5) The Dark Eye: Chains of Satinav (PC)
Playing this wonderful adventure game from Daedelic is like getting in a time machine and playing King's Quest again. There is just the right mix of humor, danger, and melancholy in this wonderfully told story about a lowly bird catcher meeting a fairy trying to stop a great evil that could manifest itself in swarms of crows and bring an endless winter... it all sounds crazy, but it comes together in fantastic fashion. The puzzles are the right combination of intuitive and confounding (what's wrong with having to try some crazy combinations once in a while?) to delight and satisfy when solved, and I'll not soon forget my adventures in and around Anderghast.
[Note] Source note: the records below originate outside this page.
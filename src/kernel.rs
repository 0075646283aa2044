//! # Kernel
//!
//! Global kernel instance and the application-facing API for FairOS on
//! bare metal.
//!
//! The kernel owns the memory pool used for task stacks and the global
//! scheduler. The exception handlers in `arch::cortex_m4` reach the
//! scheduler through [`tick`], [`save_context`] and [`next_context`].
//!
//! ## Startup Sequence
//!
//! ```text
//! reset_handler (cortex-m-rt)
//!   └─► main()
//!         ├─► kernel::init(pool)    ← Hand over the heap pool
//!         ├─► kernel::create_task() ← Register tasks (×N)
//!         └─► kernel::start()       ← Launch scheduler (no return)
//!               ├─► Configure SysTick
//!               ├─► Set interrupt priorities
//!               ├─► Create the idle task
//!               └─► Start first task via arch::start_first_task()
//! ```

use core::ffi::c_void;

use crate::arch::cortex_m4::{self, CortexM4};
use crate::arch::{Port, StackPointer, TaskEntry, Tick};
use crate::error::{HeapError, TaskError};
use crate::heap::{Heap, HeapStats};
use crate::scheduler::Scheduler;
use crate::task::{TaskHandle, TaskId};

static HEAP: Heap = Heap::new();

/// Global scheduler instance.
pub static SCHEDULER: Scheduler<'static, CortexM4> = Scheduler::new(&HEAP, CortexM4, exit_trampoline);

/// Where a task's entry function returns to.
extern "C" fn exit_trampoline() -> ! {
    SCHEDULER.task_exit()
}

// ---------------------------------------------------------------------------
// Kernel API
// ---------------------------------------------------------------------------

/// Initialize the kernel with `pool` as the task stack heap.
///
/// Must be called once, before any other kernel function.
pub fn init(pool: &'static mut [u8]) -> Result<(), HeapError> {
    HEAP.init_static(pool)?;
    SCHEDULER.init();
    log::debug!("kernel: heap {} bytes", HEAP.stats().total);
    Ok(())
}

/// Create a task with a heap-allocated stack.
///
/// # Example
/// ```ignore
/// extern "C" fn blink(_: *mut c_void) { loop { kernel::sleep(500); } }
/// kernel::create_task(blink, core::ptr::null_mut(), 1024, WEIGHT_NORMAL)?;
/// ```
pub fn create_task(
    entry: TaskEntry,
    arg: *mut c_void,
    stack_bytes: usize,
    weight: u32,
) -> Result<TaskHandle, TaskError> {
    SCHEDULER.task_create(entry, arg, stack_bytes, weight)
}

/// Create a task on a caller-owned stack buffer outside the heap.
pub fn create_task_static(
    entry: TaskEntry,
    arg: *mut c_void,
    stack: &'static mut [u8],
    weight: u32,
) -> Result<TaskHandle, TaskError> {
    SCHEDULER.task_create_static(entry, arg, stack, weight)
}

pub fn delete_task(id: TaskId) -> Result<(), TaskError> {
    SCHEDULER.task_delete(id)
}

/// Terminate the calling task.
pub fn exit() -> ! {
    SCHEDULER.task_exit()
}

pub fn yield_now() {
    SCHEDULER.task_yield();
}

/// Sleep the calling task for `ticks` scheduler ticks.
pub fn sleep(ticks: Tick) -> Result<(), TaskError> {
    SCHEDULER.task_sleep_ticks(ticks)
}

pub fn notify(task: TaskHandle, value: u32) -> Result<(), TaskError> {
    SCHEDULER.task_notify(task, value)
}

/// Wait for a notification; `None` waits forever.
pub fn notify_wait(timeout: Option<Tick>) -> Result<Option<u32>, TaskError> {
    SCHEDULER.task_notify_wait(timeout)
}

pub fn heap_stats() -> HeapStats {
    HEAP.stats()
}

pub fn ticks() -> Tick {
    SCHEDULER.port().now()
}

/// Start the scheduler. **Does not return.**
///
/// Configures SysTick and the handler priorities, creates the idle task
/// and launches the first task.
pub fn start(mut core_peripherals: cortex_m::Peripherals) -> ! {
    cortex_m4::configure_systick(&mut core_peripherals.SYST);
    cortex_m4::set_interrupt_priorities(&mut core_peripherals.SCB);

    if let Err(e) = SCHEDULER.start_core(0) {
        log::error!("kernel: idle task creation failed: {}", e);
        SCHEDULER.port().halt("no idle task");
    }
    let first = cortex_m::interrupt::free(|_| SCHEDULER.schedule_next_task());
    // Safety: `first` was built by `CortexM4::initialize_stack` and this is
    // the only launch.
    unsafe { cortex_m4::start_first_task(first) }
}

// ---------------------------------------------------------------------------
// Exception hooks
// ---------------------------------------------------------------------------

pub(crate) fn tick() {
    if SCHEDULER.scheduler_tick() {
        SCHEDULER.port().request_context_switch();
    }
}

pub(crate) fn save_context(sp: StackPointer) {
    SCHEDULER.save_context(sp);
}

pub(crate) fn next_context() -> StackPointer {
    SCHEDULER.schedule_next_task()
}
4) Baldur's Gate: Enhanced Edition (iPad)
It's a remake, but what a remake. The whole control scheme for iPad is a revelation, and I hope it means a whole pile of re-releases using the old Infinity Engine on iOS. It is an absolute joy to be playing, wherever I travel, something that used to require a gigantic computer and CD swapping every 5 minutes. The ability to zoom in and out on the beautiful, hand drawn maps is a joy. And the difficulty - getting slaughtered by the first bear I encountered reminded me not just of days when games killing you this quickly was normal, but days of playing fresh, level 1 characters around the D&D table and fearing the slightest scratch. The only way this could be improved would be with Baldur's Gate 2, my favorite game of all time.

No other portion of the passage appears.